Assignmen t G.S.M
Introduction GSM (Global System for Mobile communications) is the most popular standard for mobile phones in the world. Its promoter, the GSM Association, estimates that 80% of the global mobile market uses the standard. GSM is used by over 3 billion people across more than 212 countries and territories. Its ubiquity makes international roaming very common between mobile phone operators, enabling subscribers to use their phones in many parts of the world. GSM differs from its predecessors in that both signaling and speech channels are digital, and thus is considered a second generation (2G) mobile phone system.
GSM services and features 1. Telephonic services : It includes emergency calls and fax related services.

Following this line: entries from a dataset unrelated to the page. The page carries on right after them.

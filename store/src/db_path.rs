//! Filesystem hardening for the records database.
//!
//! Records hold credential digests, so the database directory and files are
//! restricted to the owning user before SQLite ever touches them.

use std::fs::OpenOptions;
use std::path::Path;

use crate::error::StoreError;

fn prepare_error(path: &Path, source: std::io::Error) -> StoreError {
    StoreError::Prepare {
        path: path.to_path_buf(),
        source,
    }
}

pub(crate) fn ensure_secure_dir(path: &Path) -> Result<(), StoreError> {
    std::fs::create_dir_all(path).map_err(|source| prepare_error(path, source))?;
    #[cfg(unix)]
    {
        use std::os::unix::fs::{MetadataExt, PermissionsExt};

        let metadata = std::fs::metadata(path).map_err(|source| prepare_error(path, source))?;

        // Only tighten modes on directories we own.
        let our_uid = unsafe { libc::getuid() };
        if metadata.uid() != our_uid {
            return Ok(());
        }

        let current_mode = metadata.permissions().mode() & 0o777;
        if current_mode & 0o077 != 0 {
            std::fs::set_permissions(path, std::fs::Permissions::from_mode(0o700))
                .map_err(|source| prepare_error(path, source))?;
        }
    }
    Ok(())
}

pub(crate) fn ensure_secure_db_files(path: &Path) -> Result<(), StoreError> {
    if !path.exists() {
        #[cfg(unix)]
        {
            use std::os::unix::fs::OpenOptionsExt;

            let _file = OpenOptions::new()
                .create(true)
                .truncate(false)
                .read(true)
                .write(true)
                .mode(0o600)
                .open(path)
                .map_err(|source| prepare_error(path, source))?;
        }
        #[cfg(not(unix))]
        {
            let _file = OpenOptions::new()
                .create(true)
                .truncate(false)
                .read(true)
                .write(true)
                .open(path)
                .map_err(|source| prepare_error(path, source))?;
        }
    }

    #[cfg(unix)]
    {
        use std::os::unix::fs::PermissionsExt;

        std::fs::set_permissions(path, std::fs::Permissions::from_mode(0o600))
            .map_err(|source| prepare_error(path, source))?;
        for suffix in ["-wal", "-shm"] {
            let sidecar = sqlite_sidecar_path(path, suffix);
            if sidecar.exists() {
                let _ = std::fs::set_permissions(&sidecar, std::fs::Permissions::from_mode(0o600));
            }
        }
    }

    Ok(())
}

pub(crate) fn prepare_db_path(path: &Path) -> Result<(), StoreError> {
    if let Some(parent) = path.parent() {
        ensure_secure_dir(parent)?;
    }
    ensure_secure_db_files(path)
}

#[cfg(unix)]
fn sqlite_sidecar_path(path: &Path, suffix: &str) -> std::path::PathBuf {
    let file_name = path.file_name().map(|name| name.to_string_lossy());
    match file_name {
        Some(name) => path.with_file_name(format!("{name}{suffix}")),
        None => std::path::PathBuf::from(format!("{}{suffix}", path.display())),
    }
}
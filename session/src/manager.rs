//! Session lifecycle and field mutators.
//!
//! The manager owns the record store, the pointer file path, and the active
//! session. Every mutator updates the in-memory session first and then
//! checkpoints the change to the store on the blocking pool. In-memory state
//! is authoritative for the running process; a failed checkpoint is logged
//! and never rolled back.

use std::path::PathBuf;
use std::sync::{Arc, Mutex};

use atelier_store::{CredentialCheck, RecordStore, StoreError};
use atelier_types::{
    ActivityItem, ActivityKind, BrandIdentity, Persona, PhaseStatus, Profile, Progress, RecordId,
    UserPatch, UserRecord,
};

use crate::config::DataDir;
use crate::error::AuthError;
use crate::pointer::SessionPointer;
use crate::session::Session;

/// Filename of the record database inside the data directory.
pub const DB_FILENAME: &str = "records.db";

/// Progress floor granted when brand setup completes.
pub const BRAND_PROGRESS_FLOOR: Progress = Progress::at(25);

/// Progress floor granted when voice calibration completes.
pub const PROFILE_PROGRESS_FLOOR: Progress = Progress::at(10);

/// What [`SessionManager::bootstrap`] found.
#[derive(Debug, Clone, Copy, PartialEq, Eq)]
pub enum BootstrapOutcome {
    /// A previous session was restored from the pointer file.
    Restored,
    /// No restorable session was found.
    Empty,
}

/// Owned session context: store handle, pointer path, active session.
///
/// Mutators take `&mut self`, so one manager serializes its own calls; the
/// store lock additionally serializes against any other handle to the same
/// database.
pub struct SessionManager {
    store: Arc<Mutex<RecordStore>>,
    pointer_path: PathBuf,
    session: Option<Session>,
    initialized: bool,
}

impl SessionManager {
    /// Open the manager over the given data directory.
    ///
    /// The record database and the pointer file both live under it.
    pub fn open(data_dir: &DataDir) -> Result<Self, StoreError> {
        let store = RecordStore::open(data_dir.join(DB_FILENAME))?;
        Ok(Self::with_store(
            store,
            data_dir.join(SessionPointer::FILENAME),
        ))
    }

    /// Wrap an already-open store. Used with in-memory stores in tests.
    #[must_use]
    pub fn with_store(store: RecordStore, pointer_path: PathBuf) -> Self {
        Self {
            store: Arc::new(Mutex::new(store)),
            pointer_path,
            session: None,
            initialized: false,
        }
    }

    /// Restore the previously active session, once.
    ///
    /// Reads the pointer file and resolves its identity against the store.
    /// The first call decides; later calls re-read nothing and report the
    /// standing outcome. Pointer or store failures log and yield `Empty`.
    pub async fn bootstrap(&mut self) -> BootstrapOutcome {
        if self.initialized {
            return if self.session.is_some() {
                BootstrapOutcome::Restored
            } else {
                BootstrapOutcome::Empty
            };
        }
        self.initialized = true;

        let Some(pointer) = SessionPointer::load(&self.pointer_path) else {
            return BootstrapOutcome::Empty;
        };

        let identity = pointer.identity_key;
        match self
            .run_store(move |store| store.find_by_identity(&identity))
            .await
        {
            Ok(Some(record)) => {
                tracing::debug!(id = %record.id, "restored previous session");
                self.session = Some(Session::from_record(record));
                BootstrapOutcome::Restored
            }
            Ok(None) => {
                // Pointer outlived its record; drop it.
                if let Err(e) = SessionPointer::remove(&self.pointer_path) {
                    tracing::warn!("Failed to remove stale session pointer: {e}");
                }
                BootstrapOutcome::Empty
            }
            Err(e) => {
                tracing::warn!("Session restore failed: {e}");
                BootstrapOutcome::Empty
            }
        }
    }

    /// Sign in against a stored record.
    pub async fn login(&mut self, identity: &str, secret: &str) -> Result<(), AuthError> {
        let identity = identity.to_string();
        let secret = secret.to_string();
        let check = self
            .run_store(move |store| store.validate(&identity, &secret))
            .await?;

        match check {
            CredentialCheck::Verified(record) => {
                self.install_session(*record);
                Ok(())
            }
            CredentialCheck::UnknownIdentity => Err(AuthError::UnknownIdentity),
            CredentialCheck::BadCredential => Err(AuthError::BadCredential),
        }
    }

    /// Create a record and sign in as it.
    pub async fn register(
        &mut self,
        identity: &str,
        display_name: &str,
        secret: &str,
    ) -> Result<(), AuthError> {
        let identity = identity.to_string();
        let display_name = display_name.to_string();
        let secret = secret.to_string();
        let record = self
            .run_store(move |store| store.register(&identity, &display_name, &secret))
            .await?;

        self.install_session(record);
        Ok(())
    }

    /// Clear the active session and drop the pointer file. Idempotent.
    pub fn logout(&mut self) {
        if self.session.take().is_some() {
            tracing::debug!("session closed");
        }
        if let Err(e) = SessionPointer::remove(&self.pointer_path) {
            tracing::warn!("Failed to remove session pointer: {e}");
        }
    }

    /// Replace the brand and ratchet progress to the brand floor.
    pub async fn set_brand(&mut self, brand: BrandIdentity) {
        let Some(session) = self.session.as_mut() else {
            tracing::debug!("set_brand without an active session");
            return;
        };
        session.brand = Some(brand.clone());
        session.progress.advance_to(BRAND_PROGRESS_FLOOR);
        let id = session.id.clone();
        let patch = UserPatch::new()
            .with_brand(brand)
            .with_progress(session.progress);
        self.persist(id, patch).await;
    }

    /// Set the logo on the existing brand. Without a brand this does nothing.
    pub async fn patch_brand_logo(&mut self, logo_ref: impl Into<String>) {
        let Some(session) = self.session.as_mut() else {
            tracing::debug!("patch_brand_logo without an active session");
            return;
        };
        let Some(brand) = session.brand.as_mut() else {
            tracing::debug!("patch_brand_logo without a brand");
            return;
        };
        brand.logo_ref = Some(logo_ref.into());
        let id = session.id.clone();
        let patch = UserPatch::new().with_brand(brand.clone());
        self.persist(id, patch).await;
    }

    /// Replace the profile and ratchet progress to the profile floor.
    pub async fn set_profile(&mut self, profile: Profile) {
        let Some(session) = self.session.as_mut() else {
            tracing::debug!("set_profile without an active session");
            return;
        };
        session.profile = Some(profile.clone());
        session.progress.advance_to(PROFILE_PROGRESS_FLOOR);
        let id = session.id.clone();
        let patch = UserPatch::new()
            .with_profile(profile)
            .with_progress(session.progress);
        self.persist(id, patch).await;
    }

    /// Replace the persona set wholesale.
    pub async fn set_personas(&mut self, personas: Vec<Persona>) {
        let Some(session) = self.session.as_mut() else {
            tracing::debug!("set_personas without an active session");
            return;
        };
        session.personas = personas.clone();
        let id = session.id.clone();
        let patch = UserPatch::new().with_personas(personas);
        self.persist(id, patch).await;
    }

    /// Update the display name, and the avatar when one is given.
    pub async fn set_user_info(
        &mut self,
        display_name: impl Into<String>,
        avatar_ref: Option<String>,
    ) {
        let Some(session) = self.session.as_mut() else {
            tracing::debug!("set_user_info without an active session");
            return;
        };
        session.display_name = display_name.into();
        let mut patch = UserPatch::new().with_display_name(session.display_name.clone());
        if let Some(avatar_ref) = avatar_ref {
            session.avatar_ref = Some(avatar_ref.clone());
            patch = patch.with_avatar_ref(avatar_ref);
        }
        let id = session.id.clone();
        self.persist(id, patch).await;
    }

    /// Ratchet progress toward `candidate`.
    ///
    /// When the ratchet does not move, nothing is written.
    pub async fn bump_progress(&mut self, candidate: Progress) {
        let Some(session) = self.session.as_mut() else {
            tracing::debug!("bump_progress without an active session");
            return;
        };
        if !session.progress.advance_to(candidate) {
            tracing::debug!("progress unchanged at {}", session.progress);
            return;
        }
        let id = session.id.clone();
        let patch = UserPatch::new().with_progress(session.progress);
        self.persist(id, patch).await;
    }

    /// Record an activity entry and persist the updated feed.
    pub async fn append_activity(
        &mut self,
        kind: ActivityKind,
        title: impl Into<String>,
        description: impl Into<String>,
        meta: Option<String>,
    ) {
        let Some(session) = self.session.as_mut() else {
            tracing::debug!("append_activity without an active session");
            return;
        };
        let mut item = ActivityItem::new(kind, title, description);
        if let Some(meta) = meta {
            item = item.with_meta(meta);
        }
        session.activities.record(item);
        let id = session.id.clone();
        let patch = UserPatch::new().with_activities(session.activities.clone());
        self.persist(id, patch).await;
    }

    /// The active session, if any.
    #[must_use]
    pub fn session(&self) -> Option<&Session> {
        self.session.as_ref()
    }

    /// True once `bootstrap` has run.
    #[must_use]
    pub fn is_initialized(&self) -> bool {
        self.initialized
    }

    /// Phase gate projection for the active session, if any.
    #[must_use]
    pub fn phase_statuses(&self) -> Option<[PhaseStatus; 4]> {
        self.session.as_ref().map(Session::phase_statuses)
    }

    fn install_session(&mut self, record: UserRecord) {
        let pointer = SessionPointer::new(record.identity_key.clone());
        if let Err(e) = pointer.save(&self.pointer_path) {
            tracing::warn!("Failed to write session pointer: {e}");
        }
        tracing::debug!(id = %record.id, "session installed");
        self.session = Some(Session::from_record(record));
    }

    /// Durably checkpoint a patch for the active record.
    ///
    /// Failures are logged and swallowed; the in-memory session stays as
    /// already updated.
    async fn persist(&self, id: RecordId, patch: UserPatch) {
        if let Err(e) = self.run_store(move |store| store.update(&id, patch)).await {
            tracing::warn!("Durable write failed: {e}");
        }
    }

    /// Run one store call on the blocking pool.
    async fn run_store<T, F>(&self, op: F) -> Result<T, AuthError>
    where
        T: Send + 'static,
        F: FnOnce(&mut RecordStore) -> Result<T, StoreError> + Send + 'static,
    {
        let store = Arc::clone(&self.store);
        let joined = tokio::task::spawn_blocking(move || {
            let mut guard = store
                .lock()
                .map_err(|e| AuthError::Transient(format!("store lock poisoned: {e}")))?;
            op(&mut *guard).map_err(AuthError::from_store)
        })
        .await;

        match joined {
            Ok(result) => result,
            Err(e) => Err(AuthError::Transient(format!("store task failed: {e}"))),
        }
    }
}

2. Supplementary ISDN services: These are digital in nature and includes call diversion and call identification. It also includes SMS , which allows GSM subscribers and base station to transmit alphanumeric pages of limited length. 3. Subscriber Identity Module: One of the key features of GSM is the Subscriber Identity Module (SIM), commonly known as a SIM card. The SIM is a detachable smart card containing the user's subscription information and phone book. This allows the user to retain his or her information after switching handsets. Alternatively, the user can also change operators while retaining the handset simply by changing the SIM. Some operators will block this by allowing the phone to use only a single SIM, or only a SIM issued by them; this practice is known as SIM locking, and is illegal in some countries. 4. GSM Security: GSM was designed with a moderate level of security. Communications between the subscriber and the base station can be encrypted. GSM uses several cryptographic algorithms for security. The A5/1 and A5/2 stream ciphers are used for ensuring over-the-air voice privacy. 5. Voice Codecs : GSM has used a variety of voice codecs to squeeze 3.1 kHz audio into between 5.6 and 13 kbit/s. Originally, two codecs, named after the types of data channel they were allocated, were used, called Half Rate (5.6 kbit/s) and Full Rate (13 kbit/s). These used a system based upon linear predictive coding (LPC). In addition to being efficient with bitrates, these codecs also made it easier to identify more important parts of the audio, allowing the air interface layer to prioritize and better protect these parts of the signal.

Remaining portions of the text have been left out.